Will Israel have indefinite control of Gaza?

It’s been more than four months since Hamas militants launched an unprecedented attack on southern Israel, killing more than a thousand people before retreating into the adjoining Gaza Strip with hundreds of Israeli hostages in tow. In response, Israel has embarked on a massive military operation across the neighboring territory, killing tens of thousands of Palestinians and razing much of the densely packed territory to the point of uninhabitability. 

As the violence has threatened not only to engulf the broader region in warfare but to affect even the upcoming presidential elections in the U.S., one overarching question has been left largely unanswered by all sides of the conflict: What will happen the day after fighting stops? 

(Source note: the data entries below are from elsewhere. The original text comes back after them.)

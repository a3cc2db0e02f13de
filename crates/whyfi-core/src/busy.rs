// ── Non-queuing reentrancy guard ──

use std::sync::atomic::{AtomicBool, Ordering};

/// A flag that at most one caller can hold. Losers are turned away
/// instead of waiting.
#[derive(Debug, Default)]
pub(crate) struct BusyFlag(AtomicBool);

impl BusyFlag {
    pub(crate) fn try_acquire(&self) -> Option<BusyGuard<'_>> {
        self.0
            .compare_exchange(false, true, Ordering::AcqRel, Ordering::Acquire)
            .ok()
            .map(|_| BusyGuard(&self.0))
    }

    pub(crate) fn is_busy(&self) -> bool {
        self.0.load(Ordering::Acquire)
    }
}

/// Clears the flag on drop, including on early return or cancellation.
#[derive(Debug)]
pub(crate) struct BusyGuard<'a>(&'a AtomicBool);

impl Drop for BusyGuard<'_> {
    fn drop(&mut self) {
        self.0.store(false, Ordering::Release);
    }
}
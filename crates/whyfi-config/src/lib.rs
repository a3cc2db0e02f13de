//! Configuration for the whyfi CLI.
//!
//! A flat TOML file plus `WHYFI_*` environment overrides, layered over
//! built-in defaults and translated into `whyfi_core::MonitorConfig`.

use std::path::{Path, PathBuf};
use std::time::Duration;

use directories::ProjectDirs;
use figment::{
    Figment,
    providers::{Env, Format, Serialized, Toml},
};
use serde::{Deserialize, Serialize};
use thiserror::Error;

use whyfi_core::{
    CommandPaths, CoreError, MonitorConfig, SignalThresholds, Thresholds, Tiers,
};

/// Prefix for environment overrides, e.g. `WHYFI_PING_TARGET`.
pub const ENV_PREFIX: &str = "WHYFI_";

// ── Error ───────────────────────────────────────────────────────────

#[derive(Debug, Error)]
pub enum ConfigError {
    #[error("invalid {field}: {reason}")]
    Validation { field: String, reason: String },

    #[error("failed to serialize config: {0}")]
    Serialization(#[from] toml::ser::Error),

    #[error("config loading failed: {0}")]
    Figment(Box<figment::Error>),

    #[error("IO error: {0}")]
    Io(#[from] std::io::Error),
}

impl From<figment::Error> for ConfigError {
    fn from(err: figment::Error) -> Self {
        Self::Figment(Box::new(err))
    }
}

impl From<CoreError> for ConfigError {
    fn from(err: CoreError) -> Self {
        match err {
            CoreError::Config { field, reason } => Self::Validation { field, reason },
        }
    }
}

// ── TOML config struct ──────────────────────────────────────────────

/// Flat key/value configuration. Durations are whole seconds, latency
/// thresholds milliseconds, loss thresholds percent, signal thresholds dBm.
#[derive(Debug, Clone, PartialEq, Deserialize, Serialize)]
#[serde(default)]
pub struct Config {
    pub ping_target: String,
    pub ping_count: u32,
    pub dns_test_domain: String,
    #[serde(skip_serializing_if = "Option::is_none")]
    pub dns_server: Option<String>,

    pub ping_timeout: u64,
    pub dns_timeout: u64,
    pub speed_test_timeout: u64,
    pub refresh_interval: u64,
    pub history_capacity: usize,

    pub router_excellent: f64,
    pub router_good: f64,
    pub router_fair: f64,
    pub internet_excellent: f64,
    pub internet_good: f64,
    pub internet_fair: f64,
    pub dns_excellent: f64,
    pub dns_good: f64,
    pub dns_fair: f64,
    pub jitter_excellent: f64,
    pub jitter_good: f64,
    pub jitter_fair: f64,
    pub loss_excellent: f64,
    pub loss_good: f64,
    pub loss_fair: f64,
    pub signal_excellent: i32,
    pub signal_good: i32,
    pub signal_fair: i32,

    pub ping_command: String,
    pub dig_command: String,
    pub speed_test_command: String,
    pub route_command: String,
}

impl Default for Config {
    fn default() -> Self {
        let monitor = MonitorConfig::default();
        let t = &monitor.thresholds;
        Self {
            ping_target: monitor.ping_target.clone(),
            ping_count: monitor.ping_count,
            dns_test_domain: monitor.dns_test_domain.clone(),
            dns_server: None,
            ping_timeout: monitor.ping_timeout.as_secs(),
            dns_timeout: monitor.dns_timeout.as_secs(),
            speed_test_timeout: monitor.speed_test_timeout.as_secs(),
            refresh_interval: monitor.refresh_interval.as_secs(),
            history_capacity: monitor.history_capacity,
            router_excellent: t.router.excellent,
            router_good: t.router.good,
            router_fair: t.router.fair,
            internet_excellent: t.internet.excellent,
            internet_good: t.internet.good,
            internet_fair: t.internet.fair,
            dns_excellent: t.dns.excellent,
            dns_good: t.dns.good,
            dns_fair: t.dns.fair,
            jitter_excellent: t.jitter.excellent,
            jitter_good: t.jitter.good,
            jitter_fair: t.jitter.fair,
            loss_excellent: t.loss.excellent,
            loss_good: t.loss.good,
            loss_fair: t.loss.fair,
            signal_excellent: t.signal.excellent,
            signal_good: t.signal.good,
            signal_fair: t.signal.fair,
            ping_command: monitor.commands.ping.clone(),
            dig_command: monitor.commands.dig.clone(),
            speed_test_command: monitor.commands.speed_test.clone(),
            route_command: monitor.commands.route.clone(),
        }
    }
}

impl Config {
    /// Translate to the core's runtime configuration, validating it.
    pub fn to_monitor_config(&self) -> Result<MonitorConfig, ConfigError> {
        let config = MonitorConfig {
            ping_target: self.ping_target.clone(),
            ping_count: self.ping_count,
            dns_test_domain: self.dns_test_domain.clone(),
            dns_server: self
                .dns_server
                .as_ref()
                .map(|s| s.trim().to_owned())
                .filter(|s| !s.is_empty()),
            ping_timeout: Duration::from_secs(self.ping_timeout),
            dns_timeout: Duration::from_secs(self.dns_timeout),
            speed_test_timeout: Duration::from_secs(self.speed_test_timeout),
            refresh_interval: Duration::from_secs(self.refresh_interval),
            history_capacity: self.history_capacity,
            thresholds: Thresholds {
                router: Tiers::new(self.router_excellent, self.router_good, self.router_fair),
                internet: Tiers::new(
                    self.internet_excellent,
                    self.internet_good,
                    self.internet_fair,
                ),
                dns: Tiers::new(self.dns_excellent, self.dns_good, self.dns_fair),
                jitter: Tiers::new(self.jitter_excellent, self.jitter_good, self.jitter_fair),
                loss: Tiers::new(self.loss_excellent, self.loss_good, self.loss_fair),
                signal: SignalThresholds {
                    excellent: self.signal_excellent,
                    good: self.signal_good,
                    fair: self.signal_fair,
                },
            },
            commands: CommandPaths {
                ping: self.ping_command.clone(),
                dig: self.dig_command.clone(),
                speed_test: self.speed_test_command.clone(),
                route: self.route_command.clone(),
            },
        };
        config.validate()?;
        Ok(config)
    }
}

// ── Config file path ────────────────────────────────────────────────

/// Resolve the config file path via XDG / platform conventions.
pub fn config_path() -> PathBuf {
    ProjectDirs::from("com", "whyfi", "whyfi").map_or_else(
        || {
            let mut p = dirs_fallback();
            p.push("config.toml");
            p
        },
        |dirs| dirs.config_dir().join("config.toml"),
    )
}

fn dirs_fallback() -> PathBuf {
    let mut p = PathBuf::from(std::env::var("HOME").unwrap_or_else(|_| ".".into()));
    p.push(".config");
    p.push("whyfi");
    p
}

// ── Config loading ──────────────────────────────────────────────────

/// Defaults, then the TOML file at `path` (if present), then environment.
pub fn figment(path: &Path) -> Figment {
    Figment::new()
        .merge(Serialized::defaults(Config::default()))
        .merge(Toml::file(path))
        .merge(Env::prefixed(ENV_PREFIX))
}

/// Load and validate the config from the canonical path.
pub fn load_config() -> Result<Config, ConfigError> {
    load_config_from(&config_path())
}

/// Load and validate the config from an explicit path.
pub fn load_config_from(path: &Path) -> Result<Config, ConfigError> {
    let config: Config = figment(path).extract()?;
    config.to_monitor_config()?;
    Ok(config)
}

// ── Config saving ───────────────────────────────────────────────────

/// Serialize config to TOML and write to the canonical config path.
pub fn save_config(cfg: &Config) -> Result<PathBuf, ConfigError> {
    let path = config_path();
    save_config_to(cfg, &path)?;
    Ok(path)
}

pub fn save_config_to(cfg: &Config, path: &Path) -> Result<(), ConfigError> {
    if let Some(parent) = path.parent() {
        std::fs::create_dir_all(parent)?;
    }
    let toml_str = toml::to_string_pretty(cfg)?;
    std::fs::write(path, toml_str)?;
    Ok(())
}
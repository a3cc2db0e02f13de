// ── External command execution ──
//
// `CommandRunner` is the seam between probes and the operating system.
// `ProcessRunner` is the real implementation; tests substitute scripted
// runners that return canned `ProcessOutput`s.

mod completion;
mod runner;

use std::fmt;
use std::time::Duration;

use futures_util::future::BoxFuture;

use crate::error::ProcessError;

pub use completion::{Completion, DeferredAction};
pub use runner::ProcessRunner;

/// A single command invocation: program, arguments and deadline.
#[derive(Debug, Clone, PartialEq, Eq)]
pub struct CommandSpec {
    pub program: String,
    pub args: Vec<String>,
    pub timeout: Duration,
}

impl CommandSpec {
    pub fn new(program: impl Into<String>, timeout: Duration) -> Self {
        Self {
            program: program.into(),
            args: Vec::new(),
            timeout,
        }
    }

    #[must_use]
    pub fn arg(mut self, arg: impl Into<String>) -> Self {
        self.args.push(arg.into());
        self
    }

    #[must_use]
    pub fn args<I, S>(mut self, args: I) -> Self
    where
        I: IntoIterator<Item = S>,
        S: Into<String>,
    {
        self.args.extend(args.into_iter().map(Into::into));
        self
    }
}

impl fmt::Display for CommandSpec {
    fn fmt(&self, f: &mut fmt::Formatter<'_>) -> fmt::Result {
        f.write_str(&self.program)?;
        for arg in &self.args {
            write!(f, " {arg}")?;
        }
        Ok(())
    }
}

/// Everything a finished (or abandoned) invocation produced.
///
/// `error` is `None` only for a zero exit status.
#[derive(Debug, Clone, PartialEq, Eq, Default)]
pub struct ProcessOutput {
    pub stdout: String,
    pub stderr: String,
    pub exit_code: i32,
    pub error: Option<ProcessError>,
}

impl ProcessOutput {
    /// Exit code reported when the executable could not be started.
    pub const SPAWN_FAILED: i32 = -1;
    /// Exit code reported when the child was killed before producing one.
    pub const NO_EXIT_CODE: i32 = -2;

    pub fn success(stdout: impl Into<String>) -> Self {
        Self {
            stdout: stdout.into(),
            ..Self::default()
        }
    }

    pub fn failure(code: i32, stdout: impl Into<String>, stderr: impl Into<String>) -> Self {
        let stderr = stderr.into();
        Self {
            stdout: stdout.into(),
            error: Some(ProcessError::NonZeroExit {
                code,
                stderr: stderr.clone(),
            }),
            stderr,
            exit_code: code,
        }
    }

    #[allow(clippy::cast_possible_truncation, clippy::as_conversions)]
    pub fn timeout(timeout: Duration) -> Self {
        Self {
            exit_code: Self::NO_EXIT_CODE,
            error: Some(ProcessError::Timeout {
                timeout_ms: timeout.as_millis() as u64,
            }),
            ..Self::default()
        }
    }

    pub fn spawn_failed(program: impl Into<String>, reason: impl Into<String>) -> Self {
        Self {
            exit_code: Self::SPAWN_FAILED,
            error: Some(ProcessError::Spawn {
                program: program.into(),
                reason: reason.into(),
            }),
            ..Self::default()
        }
    }

    pub fn is_success(&self) -> bool {
        self.error.is_none()
    }

    pub fn is_timeout(&self) -> bool {
        self.error.as_ref().is_some_and(ProcessError::is_timeout)
    }
}

/// Runs external commands. Implementations never panic and never fail
/// outright: every outcome is encoded in the returned `ProcessOutput`.
pub trait CommandRunner: Send + Sync {
    fn run<'a>(&'a self, spec: &'a CommandSpec) -> BoxFuture<'a, ProcessOutput>;
}

#[cfg(test)]
mod tests {
    use super::*;

    #[test]
    fn spec_display_joins_args() {
        let spec = CommandSpec::new("ping", Duration::from_secs(1)).args(["-c", "1", "1.1.1.1"]);
        assert_eq!(spec.to_string(), "ping -c 1 1.1.1.1");
    }

    #[test]
    fn output_constructors_classify() {
        assert!(ProcessOutput::success("ok").is_success());
        assert!(ProcessOutput::timeout(Duration::from_secs(2)).is_timeout());

        let failed = ProcessOutput::failure(2, "", "boom");
        assert_eq!(failed.exit_code, 2);
        assert_eq!(
            failed.error,
            Some(ProcessError::NonZeroExit {
                code: 2,
                stderr: "boom".into()
            })
        );

        let missing = ProcessOutput::spawn_failed("nope", "not found");
        assert_eq!(missing.exit_code, ProcessOutput::SPAWN_FAILED);
        assert!(!missing.is_timeout());
    }
}
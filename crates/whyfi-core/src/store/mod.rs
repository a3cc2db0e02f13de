// ── Bounded history storage ──
//
// Ring buffers and the statistics derived from them.

mod metrics;
mod ring;

pub use metrics::{LatencyPoint, MetricsStore, SignalSample, SignalStats};
pub use ring::RingBuffer;
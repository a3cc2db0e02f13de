// ── Fixed-capacity ring buffer ──

use std::collections::VecDeque;

use serde::{Serialize, Serializer};

/// FIFO history that overwrites its oldest element once full.
///
/// Capacity is fixed at construction; a capacity of zero is raised to one
/// so that the most recent value is always retained.
#[derive(Debug, Clone, PartialEq)]
pub struct RingBuffer<T> {
    items: VecDeque<T>,
    capacity: usize,
}

impl<T> RingBuffer<T> {
    pub fn new(capacity: usize) -> Self {
        let capacity = capacity.max(1);
        Self {
            items: VecDeque::with_capacity(capacity),
            capacity,
        }
    }

    /// Append, evicting the oldest element when full.
    pub fn push(&mut self, item: T) {
        if self.items.len() == self.capacity {
            self.items.pop_front();
        }
        self.items.push_back(item);
    }

    pub fn len(&self) -> usize {
        self.items.len()
    }

    pub fn is_empty(&self) -> bool {
        self.items.is_empty()
    }

    pub fn capacity(&self) -> usize {
        self.capacity
    }

    pub fn last(&self) -> Option<&T> {
        self.items.back()
    }

    /// Oldest to newest.
    pub fn iter(&self) -> impl DoubleEndedIterator<Item = &T> + ExactSizeIterator {
        self.items.iter()
    }

    pub fn clear(&mut self) {
        self.items.clear();
    }
}

impl<T: Clone> RingBuffer<T> {
    pub fn to_vec(&self) -> Vec<T> {
        self.items.iter().cloned().collect()
    }
}

impl<T: Serialize> Serialize for RingBuffer<T> {
    fn serialize<S: Serializer>(&self, serializer: S) -> Result<S::Ok, S::Error> {
        serializer.collect_seq(self.items.iter())
    }
}
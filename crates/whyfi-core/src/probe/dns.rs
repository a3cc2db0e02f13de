// ── DNS resolution latency probe ──

use std::sync::{Arc, LazyLock};
use std::time::Duration;

use regex::Regex;
use tracing::debug;

use crate::model::DnsResult;
use crate::process::{CommandRunner, CommandSpec, ProcessOutput};

static QUERY_TIME: LazyLock<Option<Regex>> =
    LazyLock::new(|| Regex::new(r"Query time: (\d+) msec").ok());

/// Times a lookup with `dig`, optionally against an explicit server.
#[derive(Clone)]
pub struct DnsProbe {
    runner: Arc<dyn CommandRunner>,
    program: String,
}

impl DnsProbe {
    pub fn new(runner: Arc<dyn CommandRunner>, program: impl Into<String>) -> Self {
        Self {
            runner,
            program: program.into(),
        }
    }

    pub fn command(&self, domain: &str, server: Option<&str>, timeout: Duration) -> CommandSpec {
        let mut spec = CommandSpec::new(&self.program, timeout);
        if let Some(server) = server {
            spec = spec.arg(format!("@{server}"));
        }
        spec.args(["+noall", "+stats", domain])
    }

    pub async fn measure(&self, domain: &str, server: Option<&str>, timeout: Duration) -> DnsResult {
        let output = self
            .runner
            .run(&self.command(domain, server, timeout))
            .await;
        let result = interpret(&output, server);
        debug!(domain, server = ?server, success = result.success, query_ms = result.query_time_ms, "dns");
        result
    }
}

pub fn parse_query_time(text: &str) -> Option<f64> {
    QUERY_TIME
        .as_ref()?
        .captures(text)?
        .get(1)?
        .as_str()
        .parse()
        .ok()
}

/// Anything short of a clean exit with a query time is "unknown".
pub fn interpret(output: &ProcessOutput, server: Option<&str>) -> DnsResult {
    if output.exit_code != 0 {
        return DnsResult::unknown();
    }
    match parse_query_time(&output.stdout) {
        Some(ms) => DnsResult::resolved(server.unwrap_or(DnsResult::SYSTEM_RESOLVER), ms),
        None => DnsResult::unknown(),
    }
}

#[cfg(test)]
mod tests {
    use super::*;
    use crate::testing::ScriptedRunner;
    use pretty_assertions::assert_eq;

    const DIG_STATS: &str = ";; Query time: 23 msec
;; SERVER: 192.168.1.1#53(192.168.1.1) (UDP)
;; WHEN: Sat Mar 01 10:00:00 PST 2025
;; MSG SIZE  rcvd: 55
";

    #[test]
    fn parses_query_time() {
        assert_eq!(parse_query_time(DIG_STATS), Some(23.0));
        let result = interpret(&ProcessOutput::success(DIG_STATS), None);
        assert_eq!(result, DnsResult::resolved("System DNS", 23.0));
        assert!(result.success);
    }

    #[test]
    fn explicit_server_is_reported() {
        let result = interpret(&ProcessOutput::success(DIG_STATS), Some("9.9.9.9"));
        assert_eq!(result.server, "9.9.9.9");
    }

    #[test]
    fn failures_are_unknown() {
        assert_eq!(
            interpret(&ProcessOutput::failure(9, DIG_STATS, "no servers"), None),
            DnsResult::unknown()
        );
        assert_eq!(
            interpret(&ProcessOutput::success(";; no stats here"), None),
            DnsResult::unknown()
        );
        assert_eq!(
            interpret(&ProcessOutput::timeout(Duration::from_secs(3)), None),
            DnsResult::unknown()
        );
    }

    #[tokio::test]
    async fn server_goes_first_on_the_command_line() {
        let runner = Arc::new(ScriptedRunner::new(|_| ProcessOutput::success(DIG_STATS)));
        let probe = DnsProbe::new(runner.clone(), "dig");

        probe
            .measure("apple.com", Some("1.1.1.1"), Duration::from_secs(3))
            .await;
        probe.measure("apple.com", None, Duration::from_secs(3)).await;

        let calls = runner.calls();
        assert_eq!(calls[0].args, ["@1.1.1.1", "+noall", "+stats", "apple.com"]);
        assert_eq!(calls[1].args, ["+noall", "+stats", "apple.com"]);
        assert_eq!(calls[1].timeout, Duration::from_secs(3));
    }
}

This week, Israeli Prime Minister Benjamin Netanyahu offered his clearest proposal for what a post-war Gaza might look like, delivering a “day after” plan to his war cabinet on Thursday. Netanyahu described a scenario in which Israel maintains indefinite military control over the compact Palestinian territory, while delegating civil authority to residents that will “not be identified with countries or entities that support terrorism and will not receive payment from them.” While the two-page document is light on specifics, the future it outlines precludes an independent Palestinian state. It is also directly at odds with the United States’ hopes for post-war Palestinian sovereignty as a prerequisite to eventual statehood.

Will Gaza exist under an indefinite Israeli military presence, or is Netanyahu’s proposal simply an aspirational document to appease his critics and allies alike?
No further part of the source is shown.